- Directions for this task
Copy each line below exactly.

- Saved entries
::::

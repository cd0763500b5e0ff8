//! Table rendering utilities for CLI outputs.
//! Widths are measured in terminal columns so task names in Persian or
//! with emoji still line up.

use unicode_width::UnicodeWidthStr;

pub struct Column {
    pub header: String,
    pub width: usize,
}

impl Column {
    pub fn new(header: &str, width: usize) -> Self {
        Self {
            header: header.to_string(),
            width,
        }
    }
}

pub struct Table {
    pub columns: Vec<Column>,
    pub rows: Vec<Vec<String>>,
}

fn pad(cell: &str, width: usize) -> String {
    let used = UnicodeWidthStr::width(cell);
    format!("{}{}", cell, " ".repeat(width.saturating_sub(used)))
}

impl Table {
    pub fn new(columns: Vec<Column>) -> Self {
        Self {
            columns,
            rows: Vec::new(),
        }
    }

    pub fn add_row(&mut self, row: Vec<String>) {
        self.rows.push(row);
    }

    /// Widen every column to fit its widest cell.
    pub fn fit(&mut self) {
        for (i, col) in self.columns.iter_mut().enumerate() {
            let widest = self
                .rows
                .iter()
                .filter_map(|r| r.get(i))
                .map(|c| UnicodeWidthStr::width(c.as_str()))
                .chain(std::iter::once(UnicodeWidthStr::width(col.header.as_str())))
                .max()
                .unwrap_or(0);
            col.width = col.width.max(widest);
        }
    }

    pub fn render(&self) -> String {
        let mut out = String::new();

        // Header
        for col in &self.columns {
            out.push_str(&pad(&col.header, col.width));
            out.push(' ');
        }
        out.push('\n');

        // Rows
        for row in &self.rows {
            for (i, col) in self.columns.iter().enumerate() {
                let cell = row.get(i).map(String::as_str).unwrap_or("");
                out.push_str(&pad(cell, col.width));
                out.push(' ');
            }
            out.push('\n');
        }

        out
    }
}
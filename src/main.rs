//! rTaskLedger main entrypoint.

use rtaskledger::run;

fn main() {
    if let Err(e) = run() {
        eprintln!("Error: {}", e);
        std::process::exit(1);
    }
}
//! Path utilities: expand ~ in configured paths.

use std::path::PathBuf;

pub fn expand_tilde(path: &str) -> PathBuf {
    if path.starts_with("~/")
        && let Some(home) = dirs::home_dir()
    {
        return home.join(path.trim_start_matches("~/"));
    }
    PathBuf::from(path)
}
use crate::cli::parser::Commands;
use crate::config::Config;
use crate::db::log::audit;
use crate::db::migrate::run_pending_migrations;
use crate::db::initialize::open_db;
use crate::db::stats;
use crate::errors::AppResult;
use crate::utils::colors::{CYAN, GREEN, RED, RESET};

pub fn handle(cmd: &Commands, cfg: &Config) -> AppResult<()> {
    if let Commands::Db {
        migrate,
        check,
        vacuum,
        info,
    } = cmd
    {
        if !(*migrate || *check || *vacuum || *info) {
            return Ok(());
        }
        let mut pool = open_db(&cfg.database)?;

        //
        // 1) MIGRATE
        //
        if *migrate {
            println!("{}▶ Running migrations…{}", CYAN, RESET);
            run_pending_migrations(&pool.conn)?;
            audit(&pool.conn, "db", "migrate", "Pending migrations applied");
            println!("{}✔ Migration completed.{}\n", GREEN, RESET);
        }

        //
        // 2) INFO
        //
        if *info {
            stats::print_db_info(&mut pool, &cfg.database)?;
        }

        //
        // 3) CHECK
        //
        if *check {
            println!("{}▶ Running integrity check…{}", CYAN, RESET);

            let integrity: String = pool
                .conn
                .query_row("PRAGMA integrity_check;", [], |row| row.get(0))?;

            let orphans: i64 = pool.conn.query_row(
                "SELECT COUNT(*) FROM entries e
                 LEFT JOIN tasks t ON t.id = e.task_id
                 WHERE t.id IS NULL",
                [],
                |row| row.get(0),
            )?;

            if integrity == "ok" && orphans == 0 {
                println!("{}✔ Integrity check passed.{}\n", GREEN, RESET);
            } else if integrity != "ok" {
                println!("{}✘ Integrity check failed:{} {}\n", RED, RESET, integrity);
            } else {
                println!(
                    "{}✘ Integrity check failed:{} {} entries reference missing tasks\n",
                    RED, RESET, orphans
                );
            }
        }

        //
        // 4) VACUUM
        //
        if *vacuum {
            println!("{}▶ Running VACUUM…{}", CYAN, RESET);
            pool.conn.execute_batch("VACUUM;")?;
            println!("{}✔ Vacuum completed.{}\n", GREEN, RESET);
        }
    }

    Ok(())
}
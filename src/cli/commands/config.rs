use crate::cli::parser::Commands;
use crate::config::Config;
use crate::core::config::ConfigLogic;
use crate::errors::AppResult;

/// Handle the `config` subcommand
pub fn handle(cmd: &Commands, cfg: &Config) -> AppResult<()> {
    if let Commands::Config {
        print_config,
        check,
        edit_config,
        editor,
    } = cmd
    {
        let path = Config::config_file();

        if *print_config {
            ConfigLogic::print(cfg)?;
        }

        if *check {
            ConfigLogic::check(&path)?;
        }

        if *edit_config {
            ConfigLogic::edit(&path, editor)?;
        }
    }

    Ok(())
}
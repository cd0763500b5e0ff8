use crate::errors::{AppError, AppResult};
use serde::Serialize;
use std::fmt;

/// The three fixed row groups of the sheet, in sheet order.
#[derive(Debug, Clone, Copy, PartialEq, Eq, Hash, Serialize)]
pub enum TaskGroup {
    Productive,
    Alternative,
    Analytical,
}

impl TaskGroup {
    /// Scan order of the groups below the header row.
    pub const ORDERED: [TaskGroup; 3] = [
        TaskGroup::Productive,
        TaskGroup::Alternative,
        TaskGroup::Analytical,
    ];

    /// Convert enum → DB string
    pub fn to_db_str(&self) -> &'static str {
        match self {
            TaskGroup::Productive => "productive",
            TaskGroup::Alternative => "alternative",
            TaskGroup::Analytical => "analytical",
        }
    }

    /// Convert DB string → enum
    pub fn from_db_str(s: &str) -> AppResult<Self> {
        match s {
            "productive" => Ok(TaskGroup::Productive),
            "alternative" => Ok(TaskGroup::Alternative),
            "analytical" => Ok(TaskGroup::Analytical),
            other => Err(AppError::InvalidGroup(other.to_string())),
        }
    }
}

impl fmt::Display for TaskGroup {
    fn fmt(&self, f: &mut fmt::Formatter<'_>) -> fmt::Result {
        f.write_str(self.to_db_str())
    }
}

#[derive(Debug, Clone, PartialEq, Serialize)]
pub struct Task {
    pub id: i64,
    pub name: String,             // ⇔ tasks.name (UNIQUE)
    pub row: u32,                 // ⇔ tasks.sheet_row (1-based)
    pub archived: bool,           // ⇔ tasks.archived
    pub group: TaskGroup,         // ⇔ tasks.task_group
    pub genre: Option<String>,    // ⇔ tasks.genre (NULL when not derived)
}

impl fmt::Display for Task {
    fn fmt(&self, f: &mut fmt::Formatter<'_>) -> fmt::Result {
        write!(f, "{}:{}", self.row, self.name)?;
        if self.archived {
            f.write_str(" [archived]")?;
        }
        Ok(())
    }
}

/// A task seen for the first time, not yet persisted.
#[derive(Debug, Clone, PartialEq)]
pub struct NewTask {
    pub name: String,
    pub row: u32,
    pub group: TaskGroup,
    pub genre: Option<String>,
}

/// Genre prefix of a `"genre: label"` sheet label.
pub fn genre_of(label: &str) -> Option<String> {
    label
        .split_once(": ")
        .map(|(genre, _)| genre.to_string())
        .filter(|g| !g.is_empty())
}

::::

- Task response
repository cd0763500b5e0ff8
//! Table rendering utilities for CLI outputs.
//! Widths are measured in terminal columns so task names in Persian or
//! with emoji still line up.

use unicode_width::UnicodeWidthStr;

pub struct Column {
    pub header: String,
    pub width: usize,
}

impl Column {
    pub fn new(header: &str, width: usize) -> Self {
        Self {
            header: header.to_string(),
            width,
        }
    }
}

pub struct Table {
    pub columns: Vec<Column>,
    pub rows: Vec<Vec<String>>,
}

fn pad(cell: &str, width: usize) -> String {
    let used = UnicodeWidthStr::width(cell);
    format!("{}{}", cell, " ".repeat(width.saturating_sub(used)))
}

impl Table {
    pub fn new(columns: Vec<Column>) -> Self {
        Self {
            columns,
            rows: Vec::new(),
        }
    }

    pub fn add_row(&mut self, row: Vec<String>) {
        self.rows.push(row);
    }

    /// Widen every column to fit its widest cell.
    pub fn fit(&mut self) {
        for (i, col) in self.columns.iter_mut().enumerate() {
            let widest = self
                .rows
                .iter()
                .filter_map(|r| r.get(i))
                .map(|c| UnicodeWidthStr::width(c.as_str()))
                .chain(std::iter::once(UnicodeWidthStr::width(col.header.as_str())))
                .max()
                .unwrap_or(0);
            col.width = col.width.max(widest);
        }
    }

    pub fn render(&self) -> String {
        let mut out = String::new();

        // Header
        for col in &self.columns {
            out.push_str(&pad(&col.header, col.width));
            out.push(' ');
        }
        out.push('\n');

        // Rows
        for row in &self.rows {
            for (i, col) in self.columns.iter().enumerate() {
                let cell = row.get(i).map(String::as_str).unwrap_or("");
                out.push_str(&pad(cell, col.width));
                out.push(' ');
            }
            out.push('\n');
        }

        out
    }
}
filename src/main.rs
//! rTaskLedger main entrypoint.

use rtaskledger::run;

fn main() {
    if let Err(e) = run() {
        eprintln!("Error: {}", e);
        std::process::exit(1);
    }
}
//! Path utilities: expand ~ in configured paths.

use std::path::PathBuf;

pub fn expand_tilde(path: &str) -> PathBuf {
    if path.starts_with("~/")
        && let Some(home) = dirs::home_dir()
    {
        return home.join(path.trim_start_matches("~/"));
    }
    PathBuf::from(path)
}
use crate::cli::parser::Commands;
use crate::config::Config;
use crate::db::log::audit;
use crate::db::migrate::run_pending_migrations;
use crate::db::initialize::open_db;
use crate::db::stats;
use crate::errors::AppResult;
use crate::utils::colors::{CYAN, GREEN, RED, RESET};

pub fn handle(cmd: &Commands, cfg: &Config) -> AppResult<()> {
    if let Commands::Db {
        migrate,
        check,
        vacuum,
        info,
    } = cmd
    {
        if !(*migrate || *check || *vacuum || *info) {
            return Ok(());
        }
        let mut pool = open_db(&cfg.database)?;

        //
        // 1) MIGRATE
        //
        if *migrate {
            println!("{}▶ Running migrations…{}", CYAN, RESET);
            run_pending_migrations(&pool.conn)?;
            audit(&pool.conn, "db", "migrate", "Pending migrations applied");
            println!("{}✔ Migration completed.{}\n", GREEN, RESET);
        }

        //
        // 2) INFO
        //
        if *info {
            stats::print_db_info(&mut pool, &cfg.database)?;
        }

        //
        // 3) CHECK
        //
        if *check {
            println!("{}▶ Running integrity check…{}", CYAN, RESET);

            let integrity: String = pool
                .conn
                .query_row("PRAGMA integrity_check;", [], |row| row.get(0))?;

            let orphans: i64 = pool.conn.query_row(
                "SELECT COUNT(*) FROM entries e
                 LEFT JOIN tasks t ON t.id = e.task_id
                 WHERE t.id IS NULL",
                [],
                |row| row.get(0),
            )?;

            if integrity == "ok" && orphans == 0 {
                println!("{}✔ Integrity check passed.{}\n", GREEN, RESET);
            } else if integrity != "ok" {
                println!("{}✘ Integrity check failed:{} {}\n", RED, RESET, integrity);
            } else {
                println!(
                    "{}✘ Integrity check failed:{} {} entries reference missing tasks\n",
                    RED, RESET, orphans
                );
            }
        }

        //
        // 4) VACUUM
        //
        if *vacuum {
            println!("{}▶ Running VACUUM…{}", CYAN, RESET);
            pool.conn.execute_batch("VACUUM;")?;
            println!("{}✔ Vacuum completed.{}\n", GREEN, RESET);
        }
    }

    Ok(())
}
filename src/cli/commands/config.rs
use crate::cli::parser::Commands;
use crate::config::Config;
use crate::core::config::ConfigLogic;
use crate::errors::AppResult;

/// Handle the `config` subcommand
pub fn handle(cmd: &Commands, cfg: &Config) -> AppResult<()> {
    if let Commands::Config {
        print_config,
        check,
        edit_config,
        editor,
    } = cmd
    {
        let path = Config::config_file();

        if *print_config {
            ConfigLogic::print(cfg)?;
        }

        if *check {
            ConfigLogic::check(&path)?;
        }

        if *edit_config {
            ConfigLogic::edit(&path, editor)?;
        }
    }

    Ok(())
}
repository cd0763500b5e0ff8
use crate::errors::{AppError, AppResult};
use serde::Serialize;
use std::fmt;

/// The three fixed row groups of the sheet, in sheet order.
#[derive(Debug, Clone, Copy, PartialEq, Eq, Hash, Serialize)]
pub enum TaskGroup {
    Productive,
    Alternative,
    Analytical,
}

impl TaskGroup {
    /// Scan order of the groups below the header row.
    pub const ORDERED: [TaskGroup; 3] = [
        TaskGroup::Productive,
        TaskGroup::Alternative,
        TaskGroup::Analytical,
    ];

    /// Convert enum → DB string
    pub fn to_db_str(&self) -> &'static str {
        match self {
            TaskGroup::Productive => "productive",
            TaskGroup::Alternative => "alternative",
            TaskGroup::Analytical => "analytical",
        }
    }

    /// Convert DB string → enum
    pub fn from_db_str(s: &str) -> AppResult<Self> {
        match s {
            "productive" => Ok(TaskGroup::Productive),
            "alternative" => Ok(TaskGroup::Alternative),
            "analytical" => Ok(TaskGroup::Analytical),
            other => Err(AppError::InvalidGroup(other.to_string())),
        }
    }
}

impl fmt::Display for TaskGroup {
    fn fmt(&self, f: &mut fmt::Formatter<'_>) -> fmt::Result {
        f.write_str(self.to_db_str())
    }
}

#[derive(Debug, Clone, PartialEq, Serialize)]
pub struct Task {
    pub id: i64,
    pub name: String,             // ⇔ tasks.name (UNIQUE)
    pub row: u32,                 // ⇔ tasks.sheet_row (1-based)
    pub archived: bool,           // ⇔ tasks.archived
    pub group: TaskGroup,         // ⇔ tasks.task_group
    pub genre: Option<String>,    // ⇔ tasks.genre (NULL when not derived)
}

impl fmt::Display for Task {
    fn fmt(&self, f: &mut fmt::Formatter<'_>) -> fmt::Result {
        write!(f, "{}:{}", self.row, self.name)?;
        if self.archived {
            f.write_str(" [archived]")?;
        }
        Ok(())
    }
}

/// A task seen for the first time, not yet persisted.
#[derive(Debug, Clone, PartialEq)]
pub struct NewTask {
    pub name: String,
    pub row: u32,
    pub group: TaskGroup,
    pub genre: Option<String>,
}

/// Genre prefix of a `"genre: label"` sheet label.
pub fn genre_of(label: &str) -> Option<String> {
    label
        .split_once(": ")
        .map(|(genre, _)| genre.to_string())
        .filter(|g| !g.is_empty())
}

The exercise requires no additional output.